WHAT YOU WILL DO: Wherever the word "usize" turns up in a line of the entries, copy that line.

________________________

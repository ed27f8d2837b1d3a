//! Per-pixel driver: maps pixel coordinates to camera-space rays, finds
//! the nearest surface, and shades it. Rows render in parallel; every
//! pixel is a pure function of the scene and its coordinates.

use std::io;
use std::sync::Mutex;

use ordered_float::OrderedFloat;
use pbr::ProgressBar;
use rayon::prelude::*;

use crate::film::Film;
use crate::math::{RGBColor, Ray, Vec3};
use crate::scene::Scene;
use crate::shade;

/// Color for rays that miss every surface.
pub const BACKGROUND: RGBColor = RGBColor::BLACK;

pub fn render(scene: &Scene, width: u32, height: u32) -> Film<[u8; 3]> {
    let width = width as usize;
    let height = height as usize;
    let mut film = Film::new(width, height, [0u8; 3]);

    let pixel_width = scene.camera.width / width as f64;
    let pixel_height = scene.camera.height / height as f64;

    let progress = Mutex::new(ProgressBar::on(io::stderr(), height as u64));
    film.buffer
        .par_chunks_mut(width)
        .enumerate()
        .for_each(|(y, row)| {
            for (x, pixel) in row.iter_mut().enumerate() {
                *pixel = render_pixel(scene, x, y, pixel_width, pixel_height).to_rgb8();
            }
            progress.lock().unwrap().inc();
        });
    progress.lock().unwrap().finish();

    film
}

fn render_pixel(scene: &Scene, x: usize, y: usize, pixel_width: f64, pixel_height: f64) -> RGBColor {
    let ray = primary_ray(scene, x, y, pixel_width, pixel_height);
    match nearest_hit(scene, &ray) {
        Some((index, t)) => shade::shade(scene, index, t, &ray),
        None => BACKGROUND,
    }
}

/// One scene unit forward, offset to the center of pixel (x, y) on the
/// viewport.
fn primary_ray(scene: &Scene, x: usize, y: usize, pixel_width: f64, pixel_height: f64) -> Ray {
    let camera = &scene.camera;
    let direction = Vec3::new(
        camera.center.x - camera.width / 2.0 + pixel_width * (x as f64 + 0.5),
        camera.center.y - camera.height / 2.0 + pixel_height * (y as f64 + 0.5),
        1.0,
    );
    Ray::new(camera.center, direction.normalized())
}

/// Minimum positive hit parameter over all surfaces, first surface in
/// parse order winning ties.
fn nearest_hit(scene: &Scene, ray: &Ray) -> Option<(usize, f64)> {
    scene
        .surfaces
        .iter()
        .enumerate()
        .filter_map(|(index, surface)| surface.intersect(ray).map(|t| (index, t)))
        .min_by_key(|&(_, t)| OrderedFloat(t))
}
use std::ops::{Add, AddAssign, Mul};

/// Largest value a quantized channel can take, as declared in the
/// pixel-map header.
pub const MAX_CHANNEL_VALUE: u8 = 255;

#[derive(Copy, Clone, Debug, PartialEq)]
pub struct RGBColor {
    pub r: f64,
    pub g: f64,
    pub b: f64,
}

impl RGBColor {
    pub const fn new(r: f64, g: f64, b: f64) -> RGBColor {
        RGBColor { r, g, b }
    }

    pub const ZERO: RGBColor = RGBColor::new(0.0, 0.0, 0.0);
    pub const BLACK: RGBColor = RGBColor::ZERO;

    /// Clamps each channel to [0, 1] and quantizes to 8 bits, truncating.
    pub fn to_rgb8(self) -> [u8; 3] {
        [quantize(self.r), quantize(self.g), quantize(self.b)]
    }
}

fn quantize(channel: f64) -> u8 {
    (channel.clamp(0.0, 1.0) * MAX_CHANNEL_VALUE as f64) as u8
}

// componentwise
impl Mul for RGBColor {
    type Output = RGBColor;
    fn mul(self, other: RGBColor) -> RGBColor {
        RGBColor::new(self.r * other.r, self.g * other.g, self.b * other.b)
    }
}

impl Mul<f64> for RGBColor {
    type Output = RGBColor;
    fn mul(self, other: f64) -> RGBColor {
        RGBColor::new(self.r * other, self.g * other, self.b * other)
    }
}

impl Mul<RGBColor> for f64 {
    type Output = RGBColor;
    fn mul(self, other: RGBColor) -> RGBColor {
        other * self
    }
}

impl Add for RGBColor {
    type Output = RGBColor;
    fn add(self, other: RGBColor) -> RGBColor {
        RGBColor::new(self.r + other.r, self.g + other.g, self.b + other.b)
    }
}

impl AddAssign for RGBColor {
    fn add_assign(&mut self, other: RGBColor) {
        *self = *self + other;
    }
}

impl From<[f64; 3]> for RGBColor {
    fn from(other: [f64; 3]) -> RGBColor {
        RGBColor::new(other[0], other[1], other[2])
    }
}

________________________

WRITTEN RESPONSE:
    let width = width as usize;
    let height = height as usize;
fn render_pixel(scene: &Scene, x: usize, y: usize, pixel_width: f64, pixel_height: f64) -> RGBColor {
fn primary_ray(scene: &Scene, x: usize, y: usize, pixel_width: f64, pixel_height: f64) -> Ray {
fn nearest_hit(scene: &Scene, ray: &Ray) -> Option<(usize, f64)> {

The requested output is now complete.